Mereka telah sampai di halaman. Pak Yan sedang mencuci mobil, bermaksud akan membantu membawakan barang bawaan. Namun, Tama menolaknya.


"Tidak usah, Pak Yan."


"Baik, kalau gitu, Juragan."


Asmi mengikuti Tama masuk ke dalam rumah. Pria itu lalu berjalan ke arah meja makan, dan menaruh semua yang dia bawa di atas meja itu.


"Asmi, kamu makanlah ini, bilang para pelayan untuk makan juga."

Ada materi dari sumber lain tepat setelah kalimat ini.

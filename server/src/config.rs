//! Process configuration, read once from the environment at startup.

use std::net::{IpAddr, SocketAddr};
use std::path::PathBuf;

use thiserror::Error;

#[derive(Debug, Error)]
pub enum ConfigError {
    #[error("{0} must be set")]
    Missing(&'static str),

    #[error("invalid value for {key}: {value:?}")]
    Invalid { key: &'static str, value: String },
}

#[derive(Clone)]
pub struct Config {
    /// Address the HTTP listener binds to
    pub host: IpAddr,
    pub port: u16,

    /// HMAC secret for session tokens
    pub jwt_secret: String,

    /// Role stamped into issued tokens and required by protected resolvers
    pub user_role: String,

    /// JSON file of users loaded into the in-memory store at startup
    pub seed_file: Option<PathBuf>,

    /// Serve the GraphiQL IDE on `GET /graphql`
    pub graphiql: bool,

    pub cors_allow_any_origin: bool,
}

impl Config {
    /// Loads `.env` if present, then reads the process environment.
    pub fn from_env() -> Result<Self, ConfigError> {
        dotenvy::dotenv().ok();
        Self::from_lookup(|key| std::env::var(key).ok())
    }

    /// Builds the configuration from any key/value source.
    pub fn from_lookup<F>(lookup: F) -> Result<Self, ConfigError>
    where
        F: Fn(&str) -> Option<String>,
    {
        let jwt_secret = lookup("JWT_SECRET")
            .filter(|s| !s.is_empty())
            .ok_or(ConfigError::Missing("JWT_SECRET"))?;

        Ok(Self {
            host: parse(&lookup, "HOST", "0.0.0.0")?,
            port: parse(&lookup, "PORT", "8080")?,
            jwt_secret,
            user_role: lookup("USER_ROLE")
                .filter(|s| !s.is_empty())
                .unwrap_or_else(|| "user".to_string()),
            seed_file: lookup("SEED_FILE").filter(|s| !s.is_empty()).map(PathBuf::from),
            graphiql: parse(&lookup, "GRAPHIQL", "true")?,
            cors_allow_any_origin: parse(&lookup, "CORS_ALLOW_ANY_ORIGIN", "false")?,
        })
    }

    pub fn addr(&self) -> SocketAddr {
        SocketAddr::new(self.host, self.port)
    }
}

impl std::fmt::Debug for Config {
    fn fmt(&self, f: &mut std::fmt::Formatter<'_>) -> std::fmt::Result {
        f.debug_struct("Config")
            .field("host", &self.host)
            .field("port", &self.port)
            .field("jwt_secret", &"<redacted>")
            .field("user_role", &self.user_role)
            .field("seed_file", &self.seed_file)
            .field("graphiql", &self.graphiql)
            .field("cors_allow_any_origin", &self.cors_allow_any_origin)
            .finish()
    }
}

fn parse<T, F>(lookup: &F, key: &'static str, default: &str) -> Result<T, ConfigError>
where
    T: std::str::FromStr,
    F: Fn(&str) -> Option<String>,
{
    let value = lookup(key).unwrap_or_else(|| default.to_string());
    value
        .parse()
        .map_err(|_| ConfigError::Invalid { key, value })
}

#[cfg(test)]
mod tests {
    use std::collections::HashMap;

    use super::*;

    fn load(vars: &[(&str, &str)]) -> Result<Config, ConfigError> {
        let vars: HashMap<String, String> = vars
            .iter()
            .map(|(k, v)| (k.to_string(), v.to_string()))
            .collect();
        Config::from_lookup(|key| vars.get(key).cloned())
    }

    #[test]
    fn defaults_apply_when_only_secret_is_set() {
        let config = load(&[("JWT_SECRET", "s3cr3t")]).unwrap();
        assert_eq!(config.addr().to_string(), "0.0.0.0:8080");
        assert_eq!(config.user_role, "user");
        assert!(config.seed_file.is_none());
        assert!(config.graphiql);
        assert!(!config.cors_allow_any_origin);
    }

    #[test]
    fn secret_is_required() {
        assert!(matches!(load(&[]), Err(ConfigError::Missing("JWT_SECRET"))));
        assert!(matches!(
            load(&[("JWT_SECRET", "")]),
            Err(ConfigError::Missing("JWT_SECRET"))
        ));
    }

    #[test]
    fn invalid_port_is_reported() {
        let err = load(&[("JWT_SECRET", "x"), ("PORT", "eighty")]).unwrap_err();
        assert_eq!(err.to_string(), r#"invalid value for PORT: "eighty""#);
    }

    #[test]
    fn overrides_are_read() {
        let config = load(&[
            ("JWT_SECRET", "x"),
            ("HOST", "127.0.0.1"),
            ("PORT", "3000"),
            ("USER_ROLE", "member"),
            ("SEED_FILE", "seed.json"),
            ("GRAPHIQL", "false"),
        ])
        .unwrap();
        assert_eq!(config.addr().to_string(), "127.0.0.1:3000");
        assert_eq!(config.user_role, "member");
        assert_eq!(config.seed_file, Some(PathBuf::from("seed.json")));
        assert!(!config.graphiql);
    }

    #[test]
    fn debug_redacts_secret() {
        let config = load(&[("JWT_SECRET", "top-secret-value")]).unwrap();
        assert!(!format!("{config:?}").contains("top-secret-value"));
    }
}
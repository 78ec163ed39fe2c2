//! GraphQL schema: output types, queries and mutations.

mod error;
mod mutation;
mod query;
mod types;

use std::sync::Arc;

use async_graphql::extensions::Tracing;
use async_graphql::{EmptySubscription, Schema};
use todo_core::{AuthUsecase, Repositories, TodoUsecase, TokenService, UserUsecase};

pub use mutation::Mutation;
pub use query::Query;
pub(crate) use error::CODE;
pub use types::{DeleteTodoPayload, LoginPayload, Todo, User};

pub type AppSchema = Schema<Query, Mutation, EmptySubscription>;

/// Builds the schema with the use cases and token service as shared data.
/// The per-request [`crate::gate::Session`] is attached to each request.
pub fn build_schema(repositories: Repositories, tokens: Arc<TokenService>) -> AppSchema {
    Schema::build(Query, Mutation, EmptySubscription)
        .extension(Tracing)
        .data(UserUsecase::new(repositories.users))
        .data(TodoUsecase::new(repositories.todos))
        .data(AuthUsecase::new(repositories.auth))
        .data(tokens)
        .finish()
}
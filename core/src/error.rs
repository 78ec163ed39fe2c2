//! Error types for the todo service.
//!
//! # Design
//! Every failure is a variant of a tagged enum and maps to exactly one
//! [`ErrorKind`]. Callers branch on the kind, never on the message text, and
//! the API layer exposes the kind as a stable machine-readable code.

use thiserror::Error;

/// The coarse category of a failure, as seen by API clients.
#[derive(Debug, Clone, Copy, PartialEq, Eq, Hash)]
pub enum ErrorKind {
    /// No token, or a token that could not be verified.
    Unauthenticated,
    /// A valid token whose role does not grant the operation.
    Forbidden,
    /// A required field is empty or malformed.
    Validation,
    /// The referenced record does not exist.
    NotFound,
    /// Login with unknown email or wrong password.
    Credential,
    /// Anything the caller cannot fix: backend or signing failures.
    Internal,
}

impl ErrorKind {
    pub fn code(self) -> &'static str {
        match self {
            ErrorKind::Unauthenticated => "UNAUTHENTICATED",
            ErrorKind::Forbidden => "FORBIDDEN",
            ErrorKind::Validation => "VALIDATION",
            ErrorKind::NotFound => "NOT_FOUND",
            ErrorKind::Credential => "INVALID_CREDENTIALS",
            ErrorKind::Internal => "INTERNAL",
        }
    }
}

/// Reasons a request could not be authenticated or authorized.
#[derive(Debug, Clone, PartialEq, Eq, Error)]
pub enum AuthError {
    #[error("missing authorization header")]
    MissingToken,

    #[error("invalid token: {0}")]
    InvalidToken(String),

    #[error("insufficient permissions")]
    InsufficientRole { required: String, actual: String },
}

impl AuthError {
    pub fn kind(&self) -> ErrorKind {
        match self {
            AuthError::MissingToken | AuthError::InvalidToken(_) => ErrorKind::Unauthenticated,
            AuthError::InsufficientRole { .. } => ErrorKind::Forbidden,
        }
    }
}

/// Failures reported by a repository backend.
#[derive(Debug, Clone, PartialEq, Eq, Error)]
pub enum RepositoryError {
    #[error("{entity} not found: {id}")]
    NotFound { entity: &'static str, id: String },

    #[error("{0} is empty")]
    EmptyField(&'static str),

    #[error("{field} already registered: {value}")]
    Duplicate { field: &'static str, value: String },

    #[error("backend error: {0}")]
    Backend(String),
}

/// Errors returned by the token service and the use cases.
#[derive(Debug, Error)]
pub enum Error {
    #[error(transparent)]
    Auth(#[from] AuthError),

    #[error("{0} is empty")]
    EmptyField(&'static str),

    #[error("invalid email format")]
    InvalidEmail,

    #[error("{entity} not found: {id}")]
    NotFound { entity: &'static str, id: String },

    #[error("invalid email or password")]
    InvalidCredentials,

    #[error("{operation} failed")]
    OperationFailed {
        operation: &'static str,
        #[source]
        source: RepositoryError,
    },

    #[error("signing key is not configured")]
    MissingSigningKey,

    #[error("token signing failed: {0}")]
    TokenSigning(String),
}

impl Error {
    pub fn kind(&self) -> ErrorKind {
        match self {
            Error::Auth(e) => e.kind(),
            Error::EmptyField(_) | Error::InvalidEmail => ErrorKind::Validation,
            Error::NotFound { .. } => ErrorKind::NotFound,
            Error::InvalidCredentials => ErrorKind::Credential,
            Error::OperationFailed { .. } | Error::MissingSigningKey | Error::TokenSigning(_) => {
                ErrorKind::Internal
            }
        }
    }

    /// Classifies a repository failure raised while running `operation`.
    ///
    /// Not-found and empty-field errors keep their meaning; everything else
    /// becomes an internal `OperationFailed`.
    pub fn from_repository(operation: &'static str, source: RepositoryError) -> Self {
        match source {
            RepositoryError::NotFound { entity, id } => Error::NotFound { entity, id },
            RepositoryError::EmptyField(field) => Error::EmptyField(field),
            source @ (RepositoryError::Backend(_) | RepositoryError::Duplicate { .. }) => {
                Error::OperationFailed { operation, source }
            }
        }
    }
}

pub type Result<T> = std::result::Result<T, Error>;

#[cfg(test)]
mod tests {
    use super::*;

    #[test]
    fn auth_errors_split_into_unauthenticated_and_forbidden() {
        assert_eq!(AuthError::MissingToken.kind(), ErrorKind::Unauthenticated);
        assert_eq!(
            AuthError::InvalidToken("expired".into()).kind(),
            ErrorKind::Unauthenticated
        );
        let mismatch = AuthError::InsufficientRole {
            required: "admin".into(),
            actual: "user".into(),
        };
        assert_eq!(mismatch.kind(), ErrorKind::Forbidden);
        assert_eq!(Error::from(mismatch).kind(), ErrorKind::Forbidden);
    }

    #[test]
    fn repository_not_found_is_kept() {
        let err = Error::from_repository(
            "get todo",
            RepositoryError::NotFound {
                entity: "todo",
                id: "42".into(),
            },
        );
        assert_eq!(err.kind(), ErrorKind::NotFound);
        assert_eq!(err.to_string(), "todo not found: 42");
    }

    #[test]
    fn repository_backend_failure_becomes_internal() {
        let err = Error::from_repository("create todo", RepositoryError::Backend("timeout".into()));
        assert_eq!(err.kind(), ErrorKind::Internal);
        assert_eq!(err.to_string(), "create todo failed");
    }

    #[test]
    fn kind_codes_are_stable() {
        assert_eq!(ErrorKind::Unauthenticated.code(), "UNAUTHENTICATED");
        assert_eq!(ErrorKind::Validation.code(), "VALIDATION");
        assert_eq!(ErrorKind::Credential.code(), "INVALID_CREDENTIALS");
    }
}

"Baik, Pak. Bapak mau ke mana?"


"Ah, saya akan berada di ruang kerja sebentar."


Asmi memandang punggung Tama ketika pria itu berlalu. Kenapa dia merasa aneh? Asmi merasa betah bersama Tama, dan enggan berpisah dengan pria itu. Padahal, dia hanya pamit untuk ke ruang kerjanya.


"Hih! Bukan-bukan!" Asmi menampar pelan pipinya sendiri.


Dia mengakuinya, perasaan itu. Tapi bagi Asmi, itu wajar. Sebab, dia ada di tempat baru dan di tempat yang sangat asing itu, yang dia kenal hanyalah Tama. Setidaknya hanya pria itu dan Pak Yan yang sudah duluan bertemu dengannya.


Ada pelayan yang sedang membersihkan kaca di dekat dapur. Asmi memanggilnya.


"Mbak, sini deh."


"Iya, Neng."


"Di mana saya bisa mencuci pakaian?"


"Eh? Neng mau ke tempat cuci? Nanti di sana ada Mbak Rumi yang akan cuci baju. Biar dia saja."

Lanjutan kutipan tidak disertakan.